Habitually Successful Delivery
#devops We usually call it "continuous" but we really want is for deployment to be habitual and, more importantly, successful.
It's that time of the year, when resolutions promising grand changes in our lives are made - and more often than we'd like to admit, broken. Along with the resolutions comes advice on how to make them "stick." In other words, how to make them habitual.
Many folks still cite the old "21 days to form a habit" wisdom that has, in more recent research, been proven to be less than accurate. Turns out it takes longer than that for most people, with only a few actually able to form a habit that quickly. Unless it's something bad for us*. Then it seems to become a habit in under 2 days. Go figure.
One of the goals of devops is really to form good habits around deployment. Advice on forming good habits is still applicable, and whether we're talking about exercise or making your bed every day or provisioning the right services for every application, part of the recipe for success is repetition.
But not just any repetition. Repeating bad or broken processes will result in "bad' habits that we'll have to resolve to remedy in, oh, about a year - right after the calendar turns again.
Forming Good Habits using Context
So we need to make sure that the processes we're trying to make habitual are good ones; that they are not only repeatable, but successful. That means not only ensuring the deployment of an application, but the application services upon which that application depends to ensure its security, performance and reliability are able to meet end-user (and business) expectations. To get there, we need to apply what's called "context-dependent repetition":
"We know that habits are formed through a process called ‘context-dependent repetition’. For example, imagine that, each time you get home each evening, you eat a snack. When you first eat the snack upon getting home, a mental link is formed between the context (getting home) and your response to that context (eating a snack). Each time you subsequently snack in response to getting home, this link strengthens, to the point that getting home comes to prompt you to eat a snack automatically, without giving it much prior thought; a habit has formed." -- Busting the 21 days habit formation myth [emphasis added]

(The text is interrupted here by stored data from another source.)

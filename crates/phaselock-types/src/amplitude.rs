//! Complex amplitudes over any [`NumericValue`].
//!
//! Only the operations the integrator needs are provided. Division is
//! always guarded: the divisor's magnitude is floored to an epsilon so a
//! collapsing slot can never produce an infinity.

use core::ops::{Add, Mul, Neg, Sub};

use serde::{Deserialize, Serialize};

use crate::numeric::NumericValue;

/// A complex number `re + i*im`.
#[derive(Debug, Clone, Copy, PartialEq, Serialize, Deserialize)]
#[serde(bound = "N: NumericValue")]
pub struct Amplitude<N> {
    /// Real part.
    pub re: N,
    /// Imaginary part.
    pub im: N,
}

#[allow(clippy::arithmetic_side_effects)]
impl<N: NumericValue> Amplitude<N> {
    /// Construct from real and imaginary parts.
    pub const fn new(re: N, im: N) -> Self {
        Self { re, im }
    }

    /// The zero amplitude.
    pub fn zero() -> Self {
        Self::new(N::zero(), N::zero())
    }

    /// Construct from magnitude and phase angle.
    pub fn from_polar(magnitude: N, phase: N) -> Self {
        Self::new(magnitude * phase.cos(), magnitude * phase.sin())
    }

    /// Squared magnitude `re^2 + im^2`.
    pub fn norm_sqr(self) -> N {
        self.re * self.re + self.im * self.im
    }

    /// Magnitude `|A|`.
    pub fn magnitude(self) -> N {
        self.norm_sqr().sqrt()
    }

    /// Argument of the amplitude in `[-pi, pi]`.
    pub fn phase(self) -> N {
        self.im.atan2(self.re)
    }

    /// Multiply both parts by a real factor.
    pub fn scale(self, factor: N) -> Self {
        Self::new(self.re * factor, self.im * factor)
    }

    /// Multiply by `i`: `(re, im) -> (-im, re)`.
    pub fn mul_i(self) -> Self {
        Self::new(-self.im, self.re)
    }

    /// Whether both parts are finite.
    pub fn is_finite(self) -> bool {
        self.re.is_finite() && self.im.is_finite()
    }

    /// Divide `self` by `divisor`, flooring the divisor's magnitude.
    ///
    /// When `|divisor| < epsilon` the divisor is rescaled to magnitude
    /// `epsilon` along its own direction (or along the real axis if it is
    /// exactly zero). Returns the quotient and whether the floor applied.
    pub fn div_floored(self, divisor: Self, epsilon: N) -> (Self, bool) {
        let magnitude = divisor.magnitude();
        let (divisor, floored) = if magnitude < epsilon {
            let replacement = if magnitude > N::zero() {
                divisor.scale(epsilon / magnitude)
            } else {
                Self::new(epsilon, N::zero())
            };
            (replacement, true)
        } else {
            (divisor, false)
        };

        let denominator = divisor.norm_sqr();
        let re = (self.re * divisor.re + self.im * divisor.im) / denominator;
        let im = (self.im * divisor.re - self.re * divisor.im) / denominator;
        (Self::new(re, im), floored)
    }

    /// Append the canonical bytes of `re` then `im`.
    pub fn write_canonical(self, out: &mut Vec<u8>) {
        self.re.write_canonical(out);
        self.im.write_canonical(out);
    }
}

#[allow(clippy::arithmetic_side_effects)]
impl<N: NumericValue> Add for Amplitude<N> {
    type Output = Self;

    fn add(self, rhs: Self) -> Self {
        Self::new(self.re + rhs.re, self.im + rhs.im)
    }
}

#[allow(clippy::arithmetic_side_effects)]
impl<N: NumericValue> Sub for Amplitude<N> {
    type Output = Self;

    fn sub(self, rhs: Self) -> Self {
        Self::new(self.re - rhs.re, self.im - rhs.im)
    }
}

#[allow(clippy::arithmetic_side_effects)]
impl<N: NumericValue> Mul for Amplitude<N> {
    type Output = Self;

    fn mul(self, rhs: Self) -> Self {
        Self::new(
            self.re * rhs.re - self.im * rhs.im,
            self.re * rhs.im + self.im * rhs.re,
        )
    }
}

impl<N: NumericValue> Neg for Amplitude<N> {
    type Output = Self;

    fn neg(self) -> Self {
        Self::new(-self.re, -self.im)
    }
}
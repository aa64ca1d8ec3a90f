//! Deterministic pseudo-random draws keyed by `(seed, step, slot)`.
//!
//! Every stochastic term in the lattice comes from here. A draw is a pure
//! function of its keys, so two nodes with the same seed see the same
//! values no matter how their steps are scheduled. Wall-clock entropy is
//! never used.

/// Independent streams drawn from the same `(seed, step, slot)` key.
#[derive(Debug, Clone, Copy, PartialEq, Eq)]
#[repr(u8)]
pub enum Lane {
    /// The general-purpose stream returned by [`det_unit`].
    General = 0,
    /// Noise kick on the real part.
    NoiseRe = 1,
    /// Noise kick on the imaginary part.
    NoiseIm = 2,
    /// Initial phase of a slot.
    InitialPhase = 3,
    /// Natural frequency offset of a slot.
    Frequency = 4,
}

/// A uniform draw in `[0, 1)` for `(seed, step, slot)`.
pub fn det_unit(seed: u64, step: u64, slot: u64) -> f64 {
    det_unit_lane(seed, step, slot, Lane::General)
}

/// A uniform draw in `[0, 1)` from a specific lane.
///
/// The top 53 bits of a BLAKE3 hash over the big-endian keys become the
/// mantissa, so every representable output is equally likely.
#[allow(clippy::cast_precision_loss)]
pub fn det_unit_lane(seed: u64, step: u64, slot: u64, lane: Lane) -> f64 {
    let mut hasher = blake3::Hasher::new();
    hasher.update(&seed.to_be_bytes());
    hasher.update(&step.to_be_bytes());
    hasher.update(&slot.to_be_bytes());
    hasher.update(&[lane as u8]);
    let hash = hasher.finalize();

    let head = hash.as_bytes().first_chunk::<8>().copied().unwrap_or([0u8; 8]);
    let bits = u64::from_be_bytes(head) >> 11;
    bits as f64 * (1.0 / (1_u64 << 53) as f64)
}

/// A uniform draw in `[-1, 1)` from a specific lane.
pub fn det_signed_lane(seed: u64, step: u64, slot: u64, lane: Lane) -> f64 {
    det_unit_lane(seed, step, slot, lane).mul_add(2.0, -1.0)
}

Most advice on forming good habits is about eating or exercising or other personal things. But we can - and should - apply this concept to devops. Context-dependent repetition forces us to examine not just what we're doing, but why it was triggered. When an application is thrown over the wall, it's not enough to say "oh look, there's an application, we should deploy service X" because service X may not be appropriate, or may need a specific configuration to match it to the application's requirements and needs.
For example, if the application is mobile only, you'll want to ensure the services provisioned to support it are enhancing its performance and availability by leveraging mobile-specific optimization and acceleration services. Conversely, if the application is a machine to machine (i.e. it's an API or used to integrate partners / distributors / suppliers) then you're going to want to identify the specific security services - including identity and access control - that need to be in place to ensure the integrity of transactions conducted via that application (or API), but you probably don't need image optimization or caching because, well, machines don't care all that much about images and most M2M traffic doesn't exchange images in the first place.
This is the part of devops that's harder than just writing scripts and automating provisioning of services. It's the part that requires a more intimate relationship with not just the applications but the consumers of those applications. It's understanding the application, not the application protocol. This is where fluency is required to be successful, where context is king and enables devops to not only consistently deploy applications and their requisite services, but to successfully deploy applications that meet (or exceed) the expectations of both consumers and the business.
Remember, it's easier to form a new habit than break an old one.
So don't get into the habit of just automatically provisioning the same old set of services for every application. Make provisioning context-dependent on the application and its consumers to ensure habitually successful deployments.
*That's a personal observation, by the way.